▸ The problem:
Could you copy each line of the entries that contains "value"?

· · · · · · ·

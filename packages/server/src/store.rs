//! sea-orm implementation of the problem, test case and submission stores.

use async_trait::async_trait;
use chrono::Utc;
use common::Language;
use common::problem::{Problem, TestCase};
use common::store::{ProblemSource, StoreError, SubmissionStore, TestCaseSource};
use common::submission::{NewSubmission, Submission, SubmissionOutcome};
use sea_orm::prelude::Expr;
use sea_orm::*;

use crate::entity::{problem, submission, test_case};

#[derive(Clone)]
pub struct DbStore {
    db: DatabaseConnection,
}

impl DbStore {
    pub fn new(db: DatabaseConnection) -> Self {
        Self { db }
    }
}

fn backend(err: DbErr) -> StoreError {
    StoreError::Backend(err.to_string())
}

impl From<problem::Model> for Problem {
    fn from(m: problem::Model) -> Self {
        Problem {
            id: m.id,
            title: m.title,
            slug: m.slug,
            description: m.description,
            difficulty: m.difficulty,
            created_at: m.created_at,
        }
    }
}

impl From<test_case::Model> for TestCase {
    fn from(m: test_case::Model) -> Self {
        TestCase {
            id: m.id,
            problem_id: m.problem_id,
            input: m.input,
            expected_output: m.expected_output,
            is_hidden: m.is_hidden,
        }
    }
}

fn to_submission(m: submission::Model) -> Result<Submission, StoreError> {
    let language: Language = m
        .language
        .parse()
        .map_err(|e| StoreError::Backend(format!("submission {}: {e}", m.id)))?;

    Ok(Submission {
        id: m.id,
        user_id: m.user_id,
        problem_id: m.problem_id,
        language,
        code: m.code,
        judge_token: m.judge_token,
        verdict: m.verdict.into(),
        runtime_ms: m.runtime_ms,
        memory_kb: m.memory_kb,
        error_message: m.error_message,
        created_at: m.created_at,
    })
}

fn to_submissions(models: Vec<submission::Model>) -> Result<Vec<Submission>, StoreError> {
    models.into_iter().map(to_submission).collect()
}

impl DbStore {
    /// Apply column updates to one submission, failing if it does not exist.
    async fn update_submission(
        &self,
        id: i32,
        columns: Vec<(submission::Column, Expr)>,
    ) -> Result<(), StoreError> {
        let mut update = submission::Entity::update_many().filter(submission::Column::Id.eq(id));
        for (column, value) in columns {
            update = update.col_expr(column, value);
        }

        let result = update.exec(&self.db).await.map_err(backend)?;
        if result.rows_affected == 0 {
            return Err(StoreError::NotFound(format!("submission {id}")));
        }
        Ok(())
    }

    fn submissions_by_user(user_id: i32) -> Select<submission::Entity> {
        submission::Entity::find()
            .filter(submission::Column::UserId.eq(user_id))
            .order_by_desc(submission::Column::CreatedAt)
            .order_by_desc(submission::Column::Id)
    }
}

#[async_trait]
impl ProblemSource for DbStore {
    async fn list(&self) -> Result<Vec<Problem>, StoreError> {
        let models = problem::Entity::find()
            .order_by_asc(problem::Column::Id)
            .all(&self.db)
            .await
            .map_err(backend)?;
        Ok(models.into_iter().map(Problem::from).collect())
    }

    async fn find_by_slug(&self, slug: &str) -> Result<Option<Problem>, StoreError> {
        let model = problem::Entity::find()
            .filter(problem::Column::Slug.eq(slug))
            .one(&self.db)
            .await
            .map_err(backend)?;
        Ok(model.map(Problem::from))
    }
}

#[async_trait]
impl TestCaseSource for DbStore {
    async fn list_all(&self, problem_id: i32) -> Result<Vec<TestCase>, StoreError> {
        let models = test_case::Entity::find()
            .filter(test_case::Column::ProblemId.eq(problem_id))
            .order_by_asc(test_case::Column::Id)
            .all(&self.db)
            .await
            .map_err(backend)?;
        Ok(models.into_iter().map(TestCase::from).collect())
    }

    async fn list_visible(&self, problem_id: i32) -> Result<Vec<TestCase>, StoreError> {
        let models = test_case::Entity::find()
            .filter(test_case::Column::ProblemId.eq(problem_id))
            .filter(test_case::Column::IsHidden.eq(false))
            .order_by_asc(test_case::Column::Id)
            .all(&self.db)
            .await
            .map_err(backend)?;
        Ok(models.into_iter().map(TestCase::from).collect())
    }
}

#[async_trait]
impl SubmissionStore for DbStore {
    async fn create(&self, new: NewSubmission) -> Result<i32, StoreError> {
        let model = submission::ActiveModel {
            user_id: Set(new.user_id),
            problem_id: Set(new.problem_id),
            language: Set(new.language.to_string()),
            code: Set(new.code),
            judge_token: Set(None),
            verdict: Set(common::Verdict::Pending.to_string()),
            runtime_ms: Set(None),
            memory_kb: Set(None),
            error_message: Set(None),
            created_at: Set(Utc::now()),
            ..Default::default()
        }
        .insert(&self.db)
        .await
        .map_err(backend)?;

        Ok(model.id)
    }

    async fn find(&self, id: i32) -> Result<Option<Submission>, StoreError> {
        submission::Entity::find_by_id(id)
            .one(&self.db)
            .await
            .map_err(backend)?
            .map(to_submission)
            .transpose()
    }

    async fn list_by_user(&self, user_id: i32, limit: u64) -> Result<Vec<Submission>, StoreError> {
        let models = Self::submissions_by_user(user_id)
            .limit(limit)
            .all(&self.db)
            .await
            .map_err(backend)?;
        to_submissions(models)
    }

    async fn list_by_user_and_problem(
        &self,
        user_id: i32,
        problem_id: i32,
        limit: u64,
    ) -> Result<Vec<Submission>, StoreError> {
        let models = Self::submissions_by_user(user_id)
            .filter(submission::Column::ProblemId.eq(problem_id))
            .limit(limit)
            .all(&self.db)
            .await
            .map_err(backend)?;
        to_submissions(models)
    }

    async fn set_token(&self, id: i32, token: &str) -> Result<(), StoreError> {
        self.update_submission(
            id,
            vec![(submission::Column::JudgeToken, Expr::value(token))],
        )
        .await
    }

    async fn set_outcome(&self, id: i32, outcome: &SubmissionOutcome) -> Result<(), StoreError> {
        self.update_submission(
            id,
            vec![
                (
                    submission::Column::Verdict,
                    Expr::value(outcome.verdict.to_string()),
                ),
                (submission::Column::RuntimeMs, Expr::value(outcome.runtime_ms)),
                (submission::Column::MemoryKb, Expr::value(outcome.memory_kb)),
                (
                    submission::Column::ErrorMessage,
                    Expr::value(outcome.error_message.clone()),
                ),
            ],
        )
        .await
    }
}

· · · · · · ·

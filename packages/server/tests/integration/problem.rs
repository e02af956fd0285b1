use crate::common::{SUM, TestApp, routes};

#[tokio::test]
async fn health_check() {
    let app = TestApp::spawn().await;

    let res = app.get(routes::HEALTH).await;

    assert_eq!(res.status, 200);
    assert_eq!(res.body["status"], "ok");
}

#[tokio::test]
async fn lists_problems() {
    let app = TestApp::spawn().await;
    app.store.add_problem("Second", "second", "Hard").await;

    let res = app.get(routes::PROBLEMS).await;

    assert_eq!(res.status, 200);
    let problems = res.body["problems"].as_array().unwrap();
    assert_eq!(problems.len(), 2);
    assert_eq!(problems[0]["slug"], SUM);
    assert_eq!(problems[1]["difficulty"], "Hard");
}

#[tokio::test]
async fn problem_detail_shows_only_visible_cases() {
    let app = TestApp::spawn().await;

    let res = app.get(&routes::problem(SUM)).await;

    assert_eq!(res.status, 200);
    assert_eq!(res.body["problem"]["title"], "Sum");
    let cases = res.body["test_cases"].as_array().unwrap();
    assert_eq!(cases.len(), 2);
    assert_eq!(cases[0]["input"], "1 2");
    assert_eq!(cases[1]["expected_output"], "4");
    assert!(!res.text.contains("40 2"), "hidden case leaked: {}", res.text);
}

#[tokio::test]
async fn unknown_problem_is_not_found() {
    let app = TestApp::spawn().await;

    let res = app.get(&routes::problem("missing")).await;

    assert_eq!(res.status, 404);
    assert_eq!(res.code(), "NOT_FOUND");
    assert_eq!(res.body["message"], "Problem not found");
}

· · · · · · ·

▸ Solution for this exercise:
        for (column, value) in columns {
            update = update.col_expr(column, value);
            vec![(submission::Column::JudgeToken, Expr::value(token))],
                    Expr::value(outcome.verdict.to_string()),
                (submission::Column::RuntimeMs, Expr::value(outcome.runtime_ms)),
                (submission::Column::MemoryKb, Expr::value(outcome.memory_kb)),
                    Expr::value(outcome.error_message.clone()),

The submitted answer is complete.